── RECORD SET

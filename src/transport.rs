use async_trait::async_trait;
use sbcore::session::ConnectParams;
use sbcore::stanza::Stanza;
use std::sync::Arc;
use tokio::sync::mpsc;

pub use sbcore::session::TransportError;

/// What a transport reports back to the client driver.
#[derive(Debug, Clone)]
pub enum TransportEvent {
    /// The stream is authenticated and ready for stanzas.
    Connected,
    Stanza(Stanza),
    Error(TransportError),
    /// The stream closed. Sent once per transport.
    Disconnected,
}

/// One live stream to the server.
#[async_trait]
pub trait Transport: Send + Sync {
    async fn send(&self, stanza: &Stanza) -> Result<(), anyhow::Error>;

    async fn disconnect(&self);

    /// Monotonic count of inbound traffic, if the transport tracks it. The
    /// liveness check treats an unchanged count as silence.
    fn activity(&self) -> Option<u64> {
        None
    }
}

/// Opens transports, one per connect attempt.
#[async_trait]
pub trait TransportFactory: Send + Sync {
    async fn create_transport(
        &self,
        params: &ConnectParams,
    ) -> Result<(Arc<dyn Transport>, mpsc::Receiver<TransportEvent>), anyhow::Error>;
}

/// Scripted in-memory transport for driving a client without a network.
pub mod mock {
    use super::*;
    use std::sync::atomic::{AtomicBool, AtomicU64, Ordering};
    use std::sync::{Mutex, PoisonError};
    use std::time::Duration;
    use tokio::sync::Notify;

    /// Records every stanza the client sends.
    #[derive(Default)]
    pub struct MockTransport {
        sent: Mutex<Vec<Stanza>>,
        sent_notify: Notify,
        activity: AtomicU64,
        closed: AtomicBool,
    }

    impl MockTransport {
        pub fn sent(&self) -> Vec<Stanza> {
            self.sent
                .lock()
                .unwrap_or_else(PoisonError::into_inner)
                .clone()
        }

        pub fn is_closed(&self) -> bool {
            self.closed.load(Ordering::SeqCst)
        }

        pub fn bump_activity(&self) {
            self.activity.fetch_add(1, Ordering::SeqCst);
        }

        /// Waits until a stanza matching `predicate` has been sent and
        /// returns it.
        pub async fn wait_for_sent(
            &self,
            predicate: impl Fn(&Stanza) -> bool,
            within: Duration,
        ) -> Option<Stanza> {
            let wait = async {
                loop {
                    let notified = self.sent_notify.notified();
                    if let Some(found) = self.sent().into_iter().find(|s| predicate(s)) {
                        return found;
                    }
                    notified.await;
                }
            };
            tokio::time::timeout(within, wait).await.ok()
        }
    }

    #[async_trait]
    impl Transport for MockTransport {
        async fn send(&self, stanza: &Stanza) -> Result<(), anyhow::Error> {
            if self.is_closed() {
                return Err(anyhow::anyhow!("mock transport is closed"));
            }
            self.sent
                .lock()
                .unwrap_or_else(PoisonError::into_inner)
                .push(stanza.clone());
            self.sent_notify.notify_waiters();
            Ok(())
        }

        async fn disconnect(&self) {
            self.closed.store(true, Ordering::SeqCst);
        }

        fn activity(&self) -> Option<u64> {
            Some(self.activity.load(Ordering::SeqCst))
        }
    }

    /// One attempt opened through [`MockTransportFactory`].
    #[derive(Clone)]
    pub struct MockConnection {
        pub params: ConnectParams,
        pub transport: Arc<MockTransport>,
        pub events: mpsc::Sender<TransportEvent>,
    }

    impl MockConnection {
        /// Pushes a transport event into the client. Errors are ignored once
        /// the client has dropped the attempt.
        pub async fn emit(&self, event: TransportEvent) {
            let _ = self.events.send(event).await;
        }

        pub async fn deliver(&self, stanza: Stanza) {
            self.emit(TransportEvent::Stanza(stanza)).await;
        }
    }

    /// Hands out [`MockTransport`]s and keeps a handle to each one so tests
    /// can inject server traffic.
    #[derive(Default)]
    pub struct MockTransportFactory {
        connections: Mutex<Vec<MockConnection>>,
        opened: Notify,
        auto_connect: bool,
        refuse: AtomicBool,
    }

    impl MockTransportFactory {
        pub fn new() -> Self {
            Self::default()
        }

        /// Every new transport reports `Connected` right away.
        pub fn auto_connect() -> Self {
            Self {
                auto_connect: true,
                ..Self::default()
            }
        }

        /// Makes subsequent attempts fail at creation.
        pub fn set_refuse(&self, refuse: bool) {
            self.refuse.store(refuse, Ordering::SeqCst);
        }

        pub fn connections(&self) -> Vec<MockConnection> {
            self.connections
                .lock()
                .unwrap_or_else(PoisonError::into_inner)
                .clone()
        }

        pub fn connection_count(&self) -> usize {
            self.connections
                .lock()
                .unwrap_or_else(PoisonError::into_inner)
                .len()
        }

        /// Waits until at least `count` transports have been opened and
        /// returns the most recent one.
        pub async fn wait_for_connection(
            &self,
            count: usize,
            within: Duration,
        ) -> Option<MockConnection> {
            let wait = async {
                loop {
                    let notified = self.opened.notified();
                    let connections = self.connections();
                    if connections.len() >= count {
                        if let Some(last) = connections.last() {
                            return last.clone();
                        }
                    }
                    notified.await;
                }
            };
            tokio::time::timeout(within, wait).await.ok()
        }
    }

    #[async_trait]
    impl TransportFactory for MockTransportFactory {
        async fn create_transport(
            &self,
            params: &ConnectParams,
        ) -> Result<(Arc<dyn Transport>, mpsc::Receiver<TransportEvent>), anyhow::Error> {
            if self.refuse.load(Ordering::SeqCst) {
                return Err(anyhow::anyhow!("connection refused by mock"));
            }
            let (tx, rx) = mpsc::channel(64);
            let transport = Arc::new(MockTransport::default());
            if self.auto_connect {
                let _ = tx.send(TransportEvent::Connected).await;
            }
            self.connections
                .lock()
                .unwrap_or_else(PoisonError::into_inner)
                .push(MockConnection {
                    params: params.clone(),
                    transport: transport.clone(),
                    events: tx,
                });
            self.opened.notify_waiters();
            Ok((transport, rx))
        }
    }
}
impl Resource {
    pub fn new(
        id: impl Into<String>,
        kind: impl Into<String>,
        owner: impl Into<String>,
        scope: ResourceScope,
        payload: Option<Stanza>,
        handler: Box<dyn ResourceHandler>,
    ) -> Self {
        Self {
            id: id.into(),
            kind: kind.into(),
            owner: owner.into(),
            scope,
            payload,
            handler,
        }
    }

    fn shared(raw: RawResource, handler: Box<dyn ResourceHandler>) -> Self {
        Self::new(
            raw.id.unwrap_or_default(),
            raw.kind.unwrap_or_default(),
            raw.owner.unwrap_or_default(),
            ResourceScope::Shared,
            raw.payload,
            handler,
        )
    }

    pub fn id(&self) -> &str {
        &self.id
    }

    pub fn kind(&self) -> &str {
        &self.kind
    }

    pub fn owner(&self) -> &str {
        &self.owner
    }

    pub fn scope(&self) -> ResourceScope {
        self.scope
    }

    pub fn payload(&self) -> Option<&Stanza> {
        self.payload.as_ref()
    }

    pub fn info(&self) -> ResourceInfo {
        ResourceInfo {
            id: self.id.clone(),
            kind: self.kind.clone(),
            owner: self.owner.clone(),
            scope: self.scope,
            payload: self.payload.clone(),
        }
    }

    pub fn handle_iq(
        &mut self,
        iq: &Stanza,
        query: &Stanza,
    ) -> Result<Option<Stanza>, ResourceError> {
        let handler = &mut self.handler;
        catch_unwind(AssertUnwindSafe(|| handler.on_iq(iq, query)))
            .unwrap_or(Err(ResourceError::Panicked))
    }

    pub fn handle_message(
        &mut self,
        message: &Stanza,
        exchange: &Stanza,
    ) -> Result<(), ResourceError> {
        let handler = &mut self.handler;
        catch_unwind(AssertUnwindSafe(|| handler.on_message(message, exchange)))
            .unwrap_or(Err(ResourceError::Panicked))
    }

    /// Runs the destroy callback and returns what the resource looked like.
    pub fn destroy(mut self) -> ResourceInfo {
        let info = self.info();
        let handler = &mut self.handler;
        let outcome = catch_unwind(AssertUnwindSafe(|| handler.on_destroy()))
            .unwrap_or(Err(ResourceError::Panicked));
        if let Err(e) = outcome {
            error!(target: "Calls/Resource", "Destroying resource '{}' failed: {e}", info.id);
        }
        info
    }
}

/// The two disjoint resource namespaces of one call.
#[derive(Debug, Default)]
pub struct ResourceSet {
    shared: IndexMap<String, Resource>,
    mine: IndexMap<String, Resource>,
}

impl ResourceSet {
    pub fn new() -> Self {
        Self::default()
    }

    pub fn is_empty(&self) -> bool {
        self.shared.is_empty() && self.mine.is_empty()
    }

    pub fn len(&self) -> usize {
        self.shared.len() + self.mine.len()
    }

    pub fn shared(&self) -> impl Iterator<Item = &Resource> {
        self.shared.values()
    }

    pub fn mine(&self) -> impl Iterator<Item = &Resource> {
        self.mine.values()
    }

    /// Views of every resource, mine first.
    pub fn infos(&self) -> Vec<ResourceInfo> {
        self.mine
            .values()
            .chain(self.shared.values())
            .map(Resource::info)
            .collect()
    }

    /// Adds shared resources, building a handler for each new id.
    pub fn add_resources(
        &mut self,
        items: impl IntoIterator<Item = RawResource>,
        mut handler_for: impl FnMut(&RawResource) -> Box<dyn ResourceHandler>,
    ) -> Vec<ResourceInfo> {
        let mut added = Vec::new();
        for raw in items {
            let id = match raw.checked_id() {
                Ok(id) => id.to_string(),
                Err(e) => {
                    warn!(target: "Calls/Resource", "Dropping resource: {e}");
                    continue;
                }
            };
            if self.shared.contains_key(&id) {
                continue;
            }
            let handler = handler_for(&raw);
            let resource = Resource::shared(raw, handler);
            added.push(resource.info());
            self.shared.insert(id, resource);
        }
        added
    }

    /// Replaces the payload of known shared resources; unknown ids are dropped.
    pub fn update_resources(
        &mut self,
        items: impl IntoIterator<Item = RawResource>,
    ) -> Vec<ResourceInfo> {
        let mut updated = Vec::new();
        for raw in items {
            let Some(resource) = raw.id().and_then(|id| self.shared.get_mut(id)) else {
                continue;
            };
            resource.payload = raw.payload;
            updated.push(resource.info());
        }
        updated
    }

    /// Removes and destroys the listed shared resources.
    pub fn remove_resources(
        &mut self,
        items: impl IntoIterator<Item = RawResource>,
    ) -> Vec<ResourceInfo> {
        items
            .into_iter()
            .filter_map(|raw| raw.id().and_then(|id| self.shared.shift_remove(id)))
            .map(Resource::destroy)
            .collect()
    }

    pub fn add_mine(&mut self, resource: Resource) -> bool {
        if self.mine.contains_key(resource.id()) {
            return false;
        }
        self.mine.insert(resource.id().to_string(), resource);
        true
    }

    pub fn remove_mine(&mut self, id: &str) -> Option<ResourceInfo> {
        self.mine.shift_remove(id).map(Resource::destroy)
    }

    /// Destroys every resource, mine first, leaving both namespaces empty.
    pub fn destroy_all(&mut self) -> Vec<ResourceInfo> {
        let mine = std::mem::take(&mut self.mine);
        let shared = std::mem::take(&mut self.shared);
        mine.into_values()
            .chain(shared.into_values())
            .map(Resource::destroy)
            .collect()
    }

    /// Resolves an id for inbound traffic, shared namespace first.
    pub fn lookup_mut(&mut self, id: &str) -> Option<&mut Resource> {
        if self.shared.contains_key(id) {
            return self.shared.get_mut(id);
        }
        self.mine.get_mut(id)
    }

    pub fn get_shared(&self, id: &str) -> Option<&Resource> {
        self.shared.get(id)
    }

    pub fn get_mine(&self, id: &str) -> Option<&Resource> {
        self.mine.get(id)
    }
}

────

- YOUR OBJECTIVE -
Return a copy of every line in the records that includes the string "Waits".

- EXPECTED ANSWER -
        /// Waits until a stanza matching `predicate` has been sent and
        /// Waits until at least `count` transports have been opened and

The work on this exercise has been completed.